You are browsing the archive for davidjones.

Bad Science on Open Data

July 2, 2010 in Uncategorized

The following article is from Guardian columnist Dr Ben Goldacre and was originally published on his blog as “Nullius in verba. In verba? Nullius!”. He kindly allowed us to reprint it here. It discusses the pros and cons of publishing data in the context of investigative medical journalism.

Ben Goldacre, Not In The Guardian, Saturday 26 June 2010

Here is some pedantry: I worry about data being published in newspapers rather than academic journals, even when I agree with its conclusions. Much like Bruce Forsyth, the Royal Society has a catchphrase: nullius in verba, or “on the word of nobody”. Science isn’t about assertions on what is right, handed down from authority figures. It’s about clear descriptions of studies, and the results that came from them, followed by an explanation of why they support or refute a given idea.

Last week the Guardian ran a major series of articles on the mortality rates after planned abdominal aortic aneurysm repair in different hospitals. Like many previously published academic studies on the same question, they again discovered that hospitals which perform the operation less frequently have poorer outcomes. I think this is a valid finding.

The Guardian pieces aimed to provide new information, in that they did not use the Hospital Episodes Statistics, which have been used for much previous work on the topic (and on the NHS Choices website to rate hospitals for the public). Instead they approached each hospital with a Freedom of Information Act request, asking the surgeons themselves for the figures of how many operations they did, and how many people died.

Many straightforward academic papers are built out of this kind of investigative journalism work, from early epidemiology research into occupational hazards, through to the famous recent study hunting down all the missing trials of SSRI antidepressants that companies had hidden away. It’s not clear whether this FOI data will be more reliable than the Hospital Episodes numbers – “discuss the strengths and weaknesses of the HES dataset” is a standard public health exam question – and reliability will probably vary from hospital to hospital. One unit, for example, reported a single death after 95 emergency AAA operations on FOI request, when on average about one in 3 people in the UK die during this procedure, and that suggests to me that there may be problems in the data. But there’s no doubt this was a useful thing to do, and there’s no doubt that hospitals should be helpful and share this information.

So what’s the problem? It’s not the trivial errors in the piece, although they were there. The article says there are ten hospitals with over 10% mortality, but in the data there are only 7. It says 23 hospitals do over 50 operations a year, but looking at the data there are only 21.

But here’s what I think is interesting. This analysis was published in the Guardian, not an academic journal. Alongside the articles, the Guardian published their data, and as a longstanding campaigner for open access to data, I think this is exemplary. I downloaded it, as the Guardian webpage invited, did a quick scatter plot, and a few other things: I couldn’t see the pattern for greater mortality in hospitals that did the procedure infrequently. It wasn’t barn door. Others had the same problem. I received a trickle of emails from readers who also couldn’t find the claimed patterns (including a professor of stats, if that matters to you). Jon Appleby, chief economist on health policy at the King’s Fund, posted on Guardian CommentIsFree explaining that he couldn’t find the pattern either.

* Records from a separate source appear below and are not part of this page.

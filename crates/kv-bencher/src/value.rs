use crate::{error::ConfigError, keys::LETTERS};

/// Marker overlaid onto matching values, and sent as the pattern of a `ret`.
pub const MARKER: &[u8] = b"0123456789abcdef0123456789abcdef";

/// Smallest value length that can carry the marker.
pub const MIN_VALUE_LENGTH: usize = MARKER.len();

/// Which payload a write carries.
#[derive(Debug, Clone, Copy, PartialEq, Eq)]
pub enum ValueKind {
    Filler,
    Matching,
}

/// Deterministic repeating pattern of `length` bytes.
pub fn filler_value(length: usize) -> Vec<u8> {
    (0..length).map(|i| LETTERS[i % LETTERS.len()]).collect()
}

/// Filler value with the marker overlaid at the front.
pub fn matching_value(length: usize) -> Result<Vec<u8>, ConfigError> {
    if length < MARKER.len() {
        return Err(ConfigError::ValueTooShort {
            length,
            minimum: MIN_VALUE_LENGTH,
        });
    }
    let mut value = filler_value(length);
    value[..MARKER.len()].copy_from_slice(MARKER);
    Ok(value)
}

/// Both payload variants for one configured length, built once per run.
#[derive(Debug, Clone)]
pub struct ValueFactory {
    filler: Vec<u8>,
    matching: Vec<u8>,
}

impl ValueFactory {
    pub fn new(length: usize) -> Result<Self, ConfigError> {
        Ok(Self {
            matching: matching_value(length)?,
            filler: filler_value(length),
        })
    }

    pub fn value(&self, kind: ValueKind) -> &[u8] {
        match kind {
            ValueKind::Filler => &self.filler,
            ValueKind::Matching => &self.matching,
        }
    }

    pub fn pattern(&self) -> &[u8] {
        MARKER
    }

    pub fn len(&self) -> usize {
        self.filler.len()
    }

    pub fn is_empty(&self) -> bool {
        self.filler.is_empty()
    }
}

#[cfg(test)]
mod tests {
    use super::*;

    #[test]
    fn filler_is_idempotent() {
        assert_eq!(filler_value(32), filler_value(32));
        assert_eq!(filler_value(1000), filler_value(1000));
        assert_eq!(filler_value(100).len(), 100);
    }

    #[test]
    fn matching_differs_only_in_marker() {
        let filler = filler_value(128);
        let matching = matching_value(128).unwrap();
        assert_eq!(matching.len(), filler.len());
        assert_eq!(&matching[..MARKER.len()], MARKER);
        assert_eq!(&matching[MARKER.len()..], &filler[MARKER.len()..]);
    }

    #[test]
    fn too_short_for_marker() {
        assert_eq!(
            ValueFactory::new(31).unwrap_err(),
            ConfigError::ValueTooShort {
                length: 31,
                minimum: 32
            }
        );
        assert!(ValueFactory::new(32).is_ok());
    }

    #[test]
    fn factory_serves_both_variants() {
        let factory = ValueFactory::new(64).unwrap();
        assert_eq!(factory.value(ValueKind::Filler), filler_value(64).as_slice());
        assert_eq!(
            factory.value(ValueKind::Matching),
            matching_value(64).unwrap().as_slice()
        );
        assert_eq!(factory.pattern(), MARKER);
        assert_eq!(factory.len(), 64);
    }
}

The journalists were also unable to tell me how to find the pattern. They referred me instead to Peter Holt, an academic surgeon who’d analysed the data for them. Eventually I was able to piece together a rough picture of what was done, and after a few days, more details were posted online. It was a pretty complicated analysis, with safety plots and forest plots. I think I buy it as fair.

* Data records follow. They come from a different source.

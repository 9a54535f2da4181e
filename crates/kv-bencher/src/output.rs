use std::{io, path::Path};

use serde::Serialize;

use crate::stats::{Report, WorkerReport};

/// One CSV row per client.
#[derive(Debug, Serialize)]
struct WorkerRow {
    worker: usize,
    requests: u64,
    sets: u64,
    gets: u64,
    misses: u64,
    set_errors: u64,
    get_errors: u64,
}

impl From<&WorkerReport> for WorkerRow {
    fn from(report: &WorkerReport) -> Self {
        let stats = report.stats;
        Self {
            worker: report.worker,
            requests: stats.requests,
            sets: stats.sets,
            gets: stats.gets,
            misses: stats.misses,
            set_errors: stats.set_errors,
            get_errors: stats.get_errors,
        }
    }
}

pub fn write_csv<W: io::Write>(writer: W, report: &Report) -> csv::Result<()> {
    let mut writer = csv::Writer::from_writer(writer);
    for worker in &report.statistics.workers {
        writer.serialize(WorkerRow::from(worker))?;
    }
    writer.flush()?;
    Ok(())
}

pub fn write_csv_file(path: &Path, report: &Report) -> csv::Result<()> {
    let file = std::fs::File::create(path)?;
    write_csv(file, report)
}

pub fn print_json(report: &Report) -> serde_json::Result<()> {
    println!("{}", serde_json::to_string_pretty(report)?);
    Ok(())
}

pub fn print_report(report: &Report) {
    let totals = report.totals();
    let throughput = report.throughput();
    println!();
    println!("Clients: {}", report.clients);
    println!("Throughput[KReq/s]: {:.2}", throughput / 1000.);
    println!("Throughput (r/s): {:.2}", throughput);
    println!("Duration[ms]: {:.2}", report.elapsed.as_secs_f64() * 1000.);
    println!("Total requests: {}", totals.requests);
    println!("Sets: {}", totals.sets);
    println!("Gets: {} ({} misses)", totals.gets, totals.misses);
    println!("Set errors: {}", totals.set_errors);
    println!("Get errors: {}", totals.get_errors);
    if totals.requests > 0 {
        println!(
            "Error rate: {:.2}%",
            100. * totals.errors() as f64 / totals.requests as f64
        );
    }
}

#[cfg(test)]
mod tests {
    use std::time::Duration;

    use chrono::Utc;

    use super::*;
    use crate::stats::{AggregateStatistics, Statistics};

    #[test]
    fn csv_has_one_row_per_worker() {
        let workers = (0..2)
            .map(|worker| WorkerReport {
                worker,
                stats: Statistics {
                    requests: 3,
                    sets: 1,
                    gets: 2,
                    misses: 1,
                    set_errors: 0,
                    get_errors: 0,
                },
            })
            .collect();
        let report = Report {
            started_at: Utc::now(),
            elapsed: Duration::from_secs(1),
            clients: 2,
            statistics: AggregateStatistics::from_snapshots(2, workers).unwrap(),
        };

        let mut out = Vec::new();
        write_csv(&mut out, &report).unwrap();
        let text = String::from_utf8(out).unwrap();
        assert_eq!(
            text,
            "worker,requests,sets,gets,misses,set_errors,get_errors\n0,3,1,2,1,0,0\n1,3,1,2,1,0,0\n"
        );
    }
}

So why does it matter, if the conclusion is probably valid? Because science is not a black box. There is a reason why people generally publish results in academic journals instead of newspapers, and it’s got little to do with “peer review” and a lot to do with detail about methods, which tell us how you know if something is true. It’s worrying if a new data analysis is published only in a newspaper, because the details of how the conclusions were reached are inaccessible. This is especially true if the analysis is so complicated that the journalists themselves did not know about it, and could not explain it, and this transparency is especially important if you’re seeking to influence policy. The information needs to be somewhere. Open data – people posting their data freely for all to re-analyse – is the big hip new zeitgeist, and a vitally important new idea. But I was surprised to find that the thing I’ve advocated for wasn’t enough: open data is sometimes no use unless we also have open methods.

A tour of climate data at CKAN

February 24, 2010 in CKAN, External, Open Science

The following guest post is by David Jones who is, among other things, a curator of the climate data group on CKAN (the OKF’s open source registry of open data) and co-founder of Clear Climate Code (which was previously featured on our blog here and here).

Take a tour of some of the additions we’ve made to the climate data group at OKF’s CKAN.

The Mauna Loa observatory, Hawaii, has the longest period of continual recording of the amount of CO2 (carbon dioxide) in the air, the airborne fraction. The data are available in CKAN, and here they are in chart form: co2

CO2 is a relatively well mixed gas in the atmosphere, but even so, it would be unwise to rely on a single location for measurements. The Carbon Dioxide Analysis Center maintain a global network of stations collecting CO2. In fact Mauna Loa is not used for the global average because its height gives it a CO2 fraction that is lower than the surface average by 1 to 2 ppm.

What about reconstructing historical CO2 levels? One source is ice cores. On the Antarctic ice sheet snow falls every year and never melts. New snow falls on the snow from the previous year, building up in layers. Eventually the snow builds up to a thickness where it compresses the snow beneath it into solid ice, ice that is impermeable to gas. At that point, air at the surface becomes trapped in little bubbles in the ice.

vostok400

By drilling down through the ice we can reach older and older ice. Vostok Station sits on the Antarctic ice sheet, above Lake Vostok. Researchers have drilled down through the ice to a depth of 3623m and reached ice that is about 400,000 years old. Drilling was stopped, tantalisingly close to the lake surface, because the Scientific Committee on Antarctic Research (SCAR) raised concerns that life in Lake Vostok, potentially forming a unique biome, may be contaminated.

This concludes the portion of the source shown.